De Fina Coutins Produktion ist um 15 Prozent gestiegen. (Foto: Mas des Bories)

„Dies wäre meine fünfte Ernte“, sagte sie. „Es ist ein kleines Unternehmen. Wir bieten hochwertiges Gourmet-Olivenöl in vier sortenreinen Varianten an: Salonenque, Grossane, Bouteillan und Aglandau.“

Mas des Bories gewann beim NYIOOC World Olive Oil Competition 2023 zwei Goldmedaillen für sein sortenreines Bouteillan-Öl und eine Mischung aus Salonenque-, Bouteillan- und Aglandau-Oliven.

Mit anderen Worten: Unser Fokus liegt auf der Erzeugung hocharomatischer Sorten, wobei wir einen handwerklichen Ansatz verfolgen und unsere Öle nach höchsten Standards abfüllen“, sagte De Fina Coutin. „In diesem Sinne machen wir uns keine allzu großen Sorgen um unser Produktionsvolumen, das von Umweltveränderungen beeinflusst wird.“

Sie fügte hinzu, dass der Erfolg ihres Geschäftsmodells nicht vom Volumen abhänge. Dennoch räumte sie ein, dass der Klimawandel Auswirkungen habe, da er den Geschmack von nativem Olivenöl extra verändere. „Mit dem Klimawandel beobachten wir auch eine kürzere Erntezeit“, fügte De Fina Coutin hinzu.
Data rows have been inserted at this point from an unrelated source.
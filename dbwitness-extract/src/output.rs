//! File output for extracted evidence records.
//!
//! Two formats: a pretty-printed JSON array (the default), and CSV whose
//! header is the sorted union of all field names observed across the
//! record set; records differ in shape because `raw` only appears on
//! normalized temporal findings.

use dbwitness_core::{EvidenceRecord, Result};
use std::path::{Path, PathBuf};

/// Supported serialization formats.
#[derive(Debug, Clone, Copy, PartialEq, Eq)]
pub enum OutputFormat {
    Json,
    Csv,
}

impl OutputFormat {
    /// Chooses a format from the output path extension; JSON when the
    /// extension is missing or unrecognized.
    pub fn from_path(path: &Path) -> Self {
        match path.extension().and_then(|e| e.to_str()) {
            Some(ext) if ext.eq_ignore_ascii_case("csv") => OutputFormat::Csv,
            _ => OutputFormat::Json,
        }
    }
}

/// Writes the record set to a file in the format implied by its extension.
pub async fn write_records(records: &[EvidenceRecord], output_path: &PathBuf) -> Result<()> {
    match OutputFormat::from_path(output_path) {
        OutputFormat::Json => write_json(records, output_path).await,
        OutputFormat::Csv => write_csv(records, output_path).await,
    }
}

/// Writes records as a pretty-printed JSON array.
async fn write_json(records: &[EvidenceRecord], output_path: &PathBuf) -> Result<()> {
    let json_data = serde_json::to_string_pretty(records)
        .map_err(|e| dbwitness_core::DbWitnessError::serialization("JSON serialization", e))?;

    tokio::fs::write(output_path, json_data)
        .await
        .map_err(|e| dbwitness_core::DbWitnessError::Io {
            context: format!("Failed to write to {}", output_path.display()),
            source: e,
        })?;
    Ok(())
}

/// Writes records as CSV with a sorted union header.
///
/// An empty record set yields an empty file rather than a lone header.
async fn write_csv(records: &[EvidenceRecord], output_path: &PathBuf) -> Result<()> {
    let data = render_csv(records)?;

    tokio::fs::write(output_path, data)
        .await
        .map_err(|e| dbwitness_core::DbWitnessError::Io {
            context: format!("Failed to write to {}", output_path.display()),
            source: e,
        })?;
    Ok(())
}

/// Renders the record set to CSV bytes.
pub(crate) fn render_csv(records: &[EvidenceRecord]) -> Result<Vec<u8>> {
    if records.is_empty() {
        return Ok(Vec::new());
    }

    let rows: Vec<serde_json::Map<String, serde_json::Value>> = records
        .iter()
        .map(|record| {
            serde_json::to_value(record)
                .map_err(|e| {
                    dbwitness_core::DbWitnessError::serialization("CSV field flattening", e)
                })
                .and_then(|value| match value {
                    serde_json::Value::Object(map) => Ok(map),
                    _ => Err(dbwitness_core::DbWitnessError::configuration(
                        "Evidence record did not serialize to an object",
                    )),
                })
        })
        .collect::<Result<_>>()?;

    // Sorted union of every field name observed across the record set
    let mut fields: Vec<&str> = rows
        .iter()
        .flat_map(|row| row.keys().map(String::as_str))
        .collect();
    fields.sort_unstable();
    fields.dedup();

    let mut writer = csv::Writer::from_writer(Vec::new());
    writer
        .write_record(&fields)
        .map_err(|e| csv_io_error(e, "header"))?;

    for row in &rows {
        let cells: Vec<String> = fields
            .iter()
            .map(|field| match row.get(*field) {
                Some(serde_json::Value::String(s)) => s.clone(),
                Some(other) => other.to_string(),
                None => String::new(),
            })
            .collect();
        writer
            .write_record(&cells)
            .map_err(|e| csv_io_error(e, "row"))?;
    }

    writer.into_inner().map_err(|e| {
        dbwitness_core::DbWitnessError::configuration(format!(
            "Failed to finalize CSV output: {}",
            e
        ))
    })
}

fn csv_io_error(error: csv::Error, what: &str) -> dbwitness_core::DbWitnessError {
    dbwitness_core::DbWitnessError::Io {
        context: format!("Failed to write CSV {}", what),
        source: std::io::Error::other(error),
    }
}
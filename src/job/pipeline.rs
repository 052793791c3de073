//! # Print Pipeline
//!
//! Accepts payloads, queues them, and streams them to the connected device
//! one job at a time from a single worker task.
//!
//! ## Per-Job Sequence
//!
//! 1. Optional status preflight (blocking device error or no paper fails the job)
//! 2. `Printing` + [`Event::PrintStarted`]
//! 3. For each chunk: write with a per-write timeout, update progress,
//!    wait the inter-chunk delay (skipped after the last chunk)
//! 4. One commit write
//! 5. `Completed` + [`Event::PrintCompleted`]
//!
//! Any failure ends the job in `Error` with [`Event::PrintError`]. Failed
//! writes are not retried.

use std::collections::{HashMap, VecDeque};
use std::sync::{Arc, Mutex};

use chrono::Utc;
use log::{debug, info, warn};
use tokio::sync::{mpsc, watch};
use tokio_util::sync::CancellationToken;

use super::{JobFailure, JobId, JobStatus, Payload, PrintJob};
use crate::braille::{self, DotCell};
use crate::config::{JobConfig, LinkConfig};
use crate::device::{Connection, ConnectionManager};
use crate::error::{BraillinkError, Result};
use crate::events::{Event, EventBus};
use crate::lock;
use crate::status::StatusPoller;
use crate::transfer::{self, wire};

/// Caller's view of a submitted job.
#[derive(Debug, Clone)]
pub struct JobHandle {
    id: JobId,
    status: watch::Receiver<JobStatus>,
    inner: Arc<Inner>,
}

impl JobHandle {
    pub fn id(&self) -> JobId {
        self.id
    }

    pub fn status(&self) -> JobStatus {
        self.status.borrow().clone()
    }

    /// Stop the job. A queued job ends immediately; a printing job stops
    /// before its next write. No-op once the job has finished.
    pub fn cancel(&self) -> bool {
        self.inner.cancel(self.id)
    }

    /// Wait for the terminal status.
    pub async fn wait(&mut self) -> JobStatus {
        loop {
            let status = self.status.borrow_and_update().clone();
            if status.is_terminal() {
                return status;
            }
            if self.status.changed().await.is_err() {
                return self.status.borrow().clone();
            }
        }
    }
}

struct Entry {
    job: PrintJob,
    cancel: CancellationToken,
    status_tx: watch::Sender<JobStatus>,
}

#[derive(Default)]
struct JobTable {
    live: HashMap<JobId, Entry>,
    queue: VecDeque<JobId>,
    active: Option<JobId>,
    history: VecDeque<PrintJob>,
}

struct Inner {
    manager: Arc<ConnectionManager>,
    poller: Option<Arc<StatusPoller>>,
    events: EventBus,
    link: LinkConfig,
    jobs: JobConfig,
    table: Mutex<JobTable>,
}

impl std::fmt::Debug for Inner {
    fn fmt(&self, f: &mut std::fmt::Formatter<'_>) -> std::fmt::Result {
        f.debug_struct("PrintPipeline").finish_non_exhaustive()
    }
}

/// Single-worker job queue bound to a connection manager.
pub struct PrintPipeline {
    inner: Arc<Inner>,
    queue: mpsc::UnboundedSender<JobId>,
}

impl PrintPipeline {
    /// Create the pipeline and spawn its worker on the current runtime.
    ///
    /// With a poller, each job checks device status before its first write
    /// (when `jobs.check_status_before_print` is set).
    pub fn new(
        manager: Arc<ConnectionManager>,
        poller: Option<Arc<StatusPoller>>,
        events: EventBus,
        link: LinkConfig,
        jobs: JobConfig,
    ) -> Self {
        let inner = Arc::new(Inner {
            manager,
            poller,
            events,
            link,
            jobs,
            table: Mutex::new(JobTable::default()),
        });
        let (queue, rx) = mpsc::unbounded_channel();
        tokio::spawn(worker(Arc::clone(&inner), rx));
        Self { inner, queue }
    }

    /// Queue a payload for the connected device.
    ///
    /// ## Errors
    ///
    /// - `NotConnected`: no device connected
    /// - `UnmappedCharacters`: text with untranslatable characters while
    ///   `jobs.reject_unmapped` is set
    /// - `InvalidInput`: nothing to print
    pub fn submit(&self, payload: impl Into<Payload>) -> Result<JobHandle> {
        let conn = self
            .inner
            .manager
            .connection()
            .filter(|c| c.is_open())
            .ok_or(BraillinkError::NotConnected)?;

        let cells = match payload.into() {
            Payload::Text(text) => {
                let translation = braille::encode(&text);
                if !translation.skipped.is_empty() {
                    if self.inner.jobs.reject_unmapped {
                        return Err(BraillinkError::UnmappedCharacters(translation.skipped));
                    }
                    warn!("Dropping untranslatable characters: {:?}", translation.skipped);
                }
                translation.cells
            }
            Payload::Cells(cells) => cells,
        };
        if cells.is_empty() {
            return Err(BraillinkError::InvalidInput("print payload is empty".to_string()));
        }

        let job = PrintJob::new(conn.device_id(), cells);
        let id = job.id;
        let (status_tx, status) = watch::channel(JobStatus::Queued);
        {
            let mut table = lock(&self.inner.table);
            table.live.insert(
                id,
                Entry {
                    job,
                    cancel: CancellationToken::new(),
                    status_tx,
                },
            );
            table.queue.push_back(id);
        }
        self.inner.events.publish(Event::PrintQueued { job_id: id });
        info!("Queued job {} for {}", id, conn.device_id());

        if self.queue.send(id).is_err() {
            self.inner.finish(id, JobStatus::Error(JobFailure::Transfer(
                "print worker stopped".to_string(),
            )));
        }

        Ok(JobHandle {
            id,
            status,
            inner: Arc::clone(&self.inner),
        })
    }

    /// Translate and queue text.
    pub fn submit_text(&self, text: &str) -> Result<JobHandle> {
        self.submit(Payload::Text(text.to_string()))
    }

    /// Queue pre-translated cells.
    pub fn submit_cells(&self, cells: Vec<DotCell>) -> Result<JobHandle> {
        self.submit(Payload::Cells(cells))
    }

    pub fn cancel(&self, id: JobId) -> bool {
        self.inner.cancel(id)
    }

    /// Live or finished job by id.
    pub fn job(&self, id: JobId) -> Option<PrintJob> {
        let table = lock(&self.inner.table);
        table
            .live
            .get(&id)
            .map(|e| e.job.clone())
            .or_else(|| table.history.iter().find(|j| j.id == id).cloned())
    }

    pub fn active_job(&self) -> Option<PrintJob> {
        let table = lock(&self.inner.table);
        table
            .active
            .and_then(|id| table.live.get(&id))
            .map(|e| e.job.clone())
    }

    /// Jobs waiting to run, in run order.
    pub fn queued_jobs(&self) -> Vec<PrintJob> {
        let table = lock(&self.inner.table);
        table
            .queue
            .iter()
            .filter_map(|id| table.live.get(id))
            .map(|e| e.job.clone())
            .collect()
    }

    /// Finished jobs, oldest first.
    pub fn history(&self) -> Vec<PrintJob> {
        lock(&self.inner.table).history.iter().cloned().collect()
    }
}

async fn worker(inner: Arc<Inner>, mut rx: mpsc::UnboundedReceiver<JobId>) {
    while let Some(id) = rx.recv().await {
        let Some((job, cancel)) = inner.start(id) else {
            continue;
        };
        let status = match inner.run(&job, &cancel).await {
            Ok(()) => JobStatus::Completed,
            Err(failure) => JobStatus::Error(failure),
        };
        inner.finish(id, status);
    }
    debug!("Print worker stopped");
}

impl Inner {
    /// Take a queued job off the queue. None if it was cancelled meanwhile.
    fn start(&self, id: JobId) -> Option<(PrintJob, CancellationToken)> {
        let mut table = lock(&self.table);
        table.queue.retain(|queued| *queued != id);
        let entry = table.live.get(&id)?;
        let started = (entry.job.clone(), entry.cancel.clone());
        table.active = Some(id);
        Some(started)
    }

    async fn run(&self, job: &PrintJob, cancel: &CancellationToken) -> Result<(), JobFailure> {
        let conn = self
            .manager
            .connection()
            .filter(|c| c.is_open() && c.device_id() == job.device_id)
            .ok_or(JobFailure::Disconnected)?;

        if self.jobs.check_status_before_print {
            if let Some(poller) = &self.poller {
                let status = poller.read_status().await;
                if status.connected && !status.stale {
                    if let Some(code) = status.blocking_error() {
                        warn!("Job {} refused: {}", job.id, code);
                        return Err(JobFailure::DeviceReported(code));
                    }
                }
            }
        }
        if cancel.is_cancelled() {
            return Err(JobFailure::Cancelled);
        }

        self.update(job.id, |job| {
            job.status = JobStatus::Printing;
            job.started_at = Some(Utc::now());
        });
        self.events.publish(Event::PrintStarted { job_id: job.id });
        info!("Printing job {} ({} cells)", job.id, job.cell_count());

        let chunks = transfer::chunk(&job.payload, self.link.max_chunk_size)
            .map_err(|e| JobFailure::Transfer(e.to_string()))?;
        let total = job.cell_count();
        let mut written = 0usize;
        let mut reported = 0u8;

        for (i, chunk) in chunks.iter().enumerate() {
            if cancel.is_cancelled() {
                return Err(JobFailure::Cancelled);
            }
            self.write(&conn, chunk).await?;

            written += chunk.len();
            let last = i + 1 == chunks.len();
            let progress = progress_percent(written, total, last);
            self.update(job.id, |job| {
                job.dots_completed = written;
                job.progress = job.progress.max(progress);
            });
            if progress > reported {
                reported = progress;
                self.events.publish(Event::PrintProgress {
                    job_id: job.id,
                    percent: progress,
                });
            }
            debug!("Job {}: chunk {}/{} ({}%)", job.id, i + 1, chunks.len(), progress);

            if !last && !self.link.chunk_delay().is_zero() {
                tokio::select! {
                    _ = cancel.cancelled() => return Err(JobFailure::Cancelled),
                    _ = tokio::time::sleep(self.link.chunk_delay()) => {}
                }
            }
        }

        if cancel.is_cancelled() {
            return Err(JobFailure::Cancelled);
        }
        self.write(&conn, &wire::commit()).await
    }

    async fn write(&self, conn: &Connection, data: &[u8]) -> Result<(), JobFailure> {
        let Err(e) = conn.write(data, self.link.write_timeout()).await else {
            return Ok(());
        };
        warn!("Write to {} failed: {}", conn.device_id(), e);
        let failure = JobFailure::from(&e);
        if matches!(failure, JobFailure::Transfer(_)) && !self.manager.check_link().await {
            return Err(JobFailure::Disconnected);
        }
        Err(failure)
    }

    fn update(&self, id: JobId, change: impl FnOnce(&mut PrintJob)) {
        let mut table = lock(&self.table);
        if let Some(entry) = table.live.get_mut(&id) {
            change(&mut entry.job);
            entry.status_tx.send_replace(entry.job.status.clone());
        }
    }

    fn finish(&self, id: JobId, status: JobStatus) {
        let mut table = lock(&self.table);
        self.finish_locked(&mut table, id, status);
    }

    /// Move a job to history with its terminal status and notify.
    fn finish_locked(&self, table: &mut JobTable, id: JobId, status: JobStatus) {
        let Some(entry) = table.live.remove(&id) else {
            return;
        };
        table.queue.retain(|queued| *queued != id);
        if table.active == Some(id) {
            table.active = None;
        }

        let mut job = entry.job;
        job.status = status.clone();
        job.finished_at = Some(Utc::now());

        match &status {
            JobStatus::Completed => {
                info!("Job {} completed", id);
                self.events.publish(Event::PrintCompleted { job_id: id });
            }
            JobStatus::Error(reason) => {
                warn!("Job {} failed: {}", id, reason);
                self.events.publish(Event::PrintError {
                    job_id: id,
                    reason: reason.clone(),
                });
            }
            _ => {}
        }

        table.history.push_back(job);
        while table.history.len() > self.jobs.history_capacity {
            table.history.pop_front();
        }
        entry.status_tx.send_replace(status);
    }

    fn cancel(&self, id: JobId) -> bool {
        let mut table = lock(&self.table);
        let Some(entry) = table.live.get(&id) else {
            return false;
        };
        entry.cancel.cancel();
        if table.active != Some(id) {
            self.finish_locked(&mut table, id, JobStatus::Error(JobFailure::Cancelled));
        }
        true
    }
}

/// `round(written / total * 100)`, held at 99 until the last chunk.
fn progress_percent(written: usize, total: usize, last: bool) -> u8 {
    if last {
        return 100;
    }
    let percent = (written as f64 / total.max(1) as f64 * 100.0).round() as u8;
    percent.min(99)
}

#[cfg(test)]
mod tests {
    use super::*;

    #[test]
    fn test_progress_caps_before_last_chunk() {
        assert_eq!(progress_percent(20, 40, false), 50);
        assert_eq!(progress_percent(199, 200, false), 99);
        assert_eq!(progress_percent(200, 200, true), 100);
        assert_eq!(progress_percent(1, 3, false), 33);
        assert_eq!(progress_percent(2, 3, false), 67);
    }
}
Mas des Bories konzentriert sich hauptsächlich auf die Herstellung von sortenreinen Ölen, wobei die Logik hinter diesem Ansatz auf den unterschiedlichen optimalen Reifezeitpunkten der einzelnen Olivensorten basiert. Die kürzere Erntezeit hat neue Herausforderungen mit sich gebracht.

Mas des Bories produziert sortenreine Öle aus Salonenque, Grossane, Bouteillan und Aglandau sowie eine hauseigene Mischung. (Foto: Mas des Bories)

Mas des Bories produziert sortenreine Öle aus Salonenque, Grossane, Bouteillan und Aglandau sowie eine hauseigene Mischung. (Foto: Mas des Bories)

Wir ernten unsere vier lokalen Olivensorten getrennt voneinander zu unterschiedlichen Reifezeitpunkten“, sagte De Fina Coutin. „Früher waren die Reifezeitpunkte zeitlich gestreckt, was uns half, die Ernte und die Pressung jeder Sorte zu organisieren.“

Wir stellen fest, dass die Reifezeiten unserer Olivensorten aufgrund des Klimawandels näher beieinander liegen, was die Ernte und die Pressung erschwert, da alles in einem kürzeren Zeitraum erledigt werden muss, fügte sie hinzu.

Während Frankreich im Erntejahr 2023/24 von den schlimmsten Folgen der Dürre verschont blieb, nannte De Fina Coutin das Wassermanagement in extrem trockenen Jahren als eine Herausforderung für die Olivenbauern in Südfrankreich.

„Trotz aller Rückschläge gehen wir jedoch davon aus, dass wir unseren Kundenstamm halten können, der sich in etwa zu gleichen Teilen auf Europa und die Vereinigten Staaten verteilt“, schloss De Fina Coutin.